03-10-2014 01:34 PM
Hello David,
The VI you attached appears to be password protected.
Regards,
03-11-2014 04:01 AM
Thanks Tom for telling me, here the same vi without password-protection.
03-11-2014 05:50 PM
Thanks for posting that. I looked at it and that does look like a bug.
03-11-2014 06:54 PM - edited 03-11-2014 07:03 PM
I think your wires get stripped out by the compiler because they are dead code. (With my idea implemented, we would immediately notice and not try to put probes on them. ;))
I think it is not a bug and the probe reports correctly that nothing happens with that wire during execution, because it would make no difference in the end anyway.
Of course it would be nice if a probe would indicate that fact in some way, e.g. instead of saying "not executed" it could say someting else, indicating that the code got stripped out and does not exist, because it is irrelevant for the outcome.
03-11-2014 09:59 PM
Hi, hookso,
It is like that the initializer interferes the shift register, just in my opinion.
As you mentioned, removing the feedback node can solve the problem.
You may try make one more shift register for the Event.Data, and can see the probes works.
Something like your original shift register works for the Event.History, and the probe is not executed since you disable the Feedback Node but left the initializer.
In other word, both the feedback node and the shift register are not consisitent to work.

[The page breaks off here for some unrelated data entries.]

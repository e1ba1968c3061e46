//! Application constants for the trip aggregator
//!
//! Input column names, parsing formats, validity thresholds and the fixed
//! rate-code table used throughout the crate.

// =============================================================================
// Input Columns
// =============================================================================

/// Column names consumed from the yellow taxi trip records
pub mod columns {
    pub const TRIP_DISTANCE: &str = "trip_distance";
    pub const PICKUP_DATETIME: &str = "tpep_pickup_datetime";
    pub const DROPOFF_DATETIME: &str = "tpep_dropoff_datetime";
    pub const RATE_CODE_ID: &str = "RatecodeID";
    pub const TOTAL_AMOUNT: &str = "total_amount";
    pub const TIP_AMOUNT: &str = "tip_amount";
    pub const TOLLS_AMOUNT: &str = "tolls_amount";
    pub const PASSENGER_COUNT: &str = "passenger_count";
    pub const PICKUP_LOCATION_ID: &str = "PULocationID";

    /// Every column the normalizer reads; a header without any of these is rejected
    pub const REQUIRED: &[&str] = &[
        TRIP_DISTANCE,
        PICKUP_DATETIME,
        DROPOFF_DATETIME,
        RATE_CODE_ID,
        TOTAL_AMOUNT,
        TIP_AMOUNT,
        TOLLS_AMOUNT,
        PASSENGER_COUNT,
        PICKUP_LOCATION_ID,
    ];
}

// =============================================================================
// Parsing
// =============================================================================

/// Naive local timestamp format of pickup and dropoff columns
pub const TIMESTAMP_FORMAT: &str = "%Y-%m-%d %H:%M:%S";

/// Rate code assumed when `RatecodeID` is blank
pub const DEFAULT_RATE_CODE_ID: i64 = 1;

/// Passenger count assumed when `passenger_count` is blank
pub const DEFAULT_PASSENGER_COUNT: i64 = 0;

// =============================================================================
// Trip Validity
// =============================================================================

/// Trips longer than this (miles) are treated as meter anomalies
pub const MAX_TRIP_DISTANCE: f64 = 300.0;

/// Trips shorter than this (seconds) are treated as meter anomalies
pub const MIN_TRIP_DURATION_SECS: i64 = 60;

// =============================================================================
// Time of Day Buckets (pickup hour, half-open ranges)
// =============================================================================

pub const MORNING_START_HOUR: u32 = 6;
pub const AFTERNOON_START_HOUR: u32 = 12;
pub const EVENING_START_HOUR: u32 = 18;
pub const NIGHT_START_HOUR: u32 = 22;

// =============================================================================
// Processing Defaults
// =============================================================================

/// Rows per chunk pulled from the input
pub const DEFAULT_CHUNK_SIZE: usize = 10_000;

/// Failure messages retained in run statistics
pub const DEFAULT_MAX_REPORTED_FAILURES: usize = 20;

/// Decimal places of the average passenger count
pub const AVERAGE_DECIMAL_PLACES: usize = 2;

// =============================================================================
// Output
// =============================================================================

pub const DISTANCE_REPORT_NAME: &str = "trip_distance_summary";
pub const AIRPORT_REPORT_NAME: &str = "amounts_by_airports";
pub const PASSENGER_REPORT_NAME: &str = "avg_passenger_count";

/// Output date format for report rows
pub const REPORT_DATE_FORMAT: &str = "%Y-%m-%d";

/// Build a report file name for the given output extension
pub fn report_filename(report_name: &str, extension: &str) -> String {
    format!("{}.{}", report_name, extension)
}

You may try making the Feedback Node with initialize terminal instead of an initializer on the while loop, then it should works.
03-12-2014 04:13 AM
To altenbach:
I support your idea of bleaching dead code. Though in my case I don't think it's dead code. The Event cluster data are used in other cases, in my original vi that's the case and also now in the posted version 3 of the vi, where the Event.Data indicator is moved out of the disabled Disable Structure. Additonally i put indicators on the Source and the Type wire. No wire value is updated in the probe, except the Time wire. This all looks for me very much like a bug. Another issue, that I so far didn't integrate in the reduced vi, was that an event like Scale Range Change that fired a lot, queued up and took some time to be executed, when the Feedback node with Initializer on the while loop was disabled.
To William1225:
Yes I just have to move the Initializer back to globally inizialize and then the probes are updating. I could have put Shift registers for the Event.History instead of the feedback node, but there I feared creating small additional load to the event loop. But maybe this isn't the case if the Event.History cluster and its Shift registers are compiled away and dead code when they're not used somewhere for an indicator or so.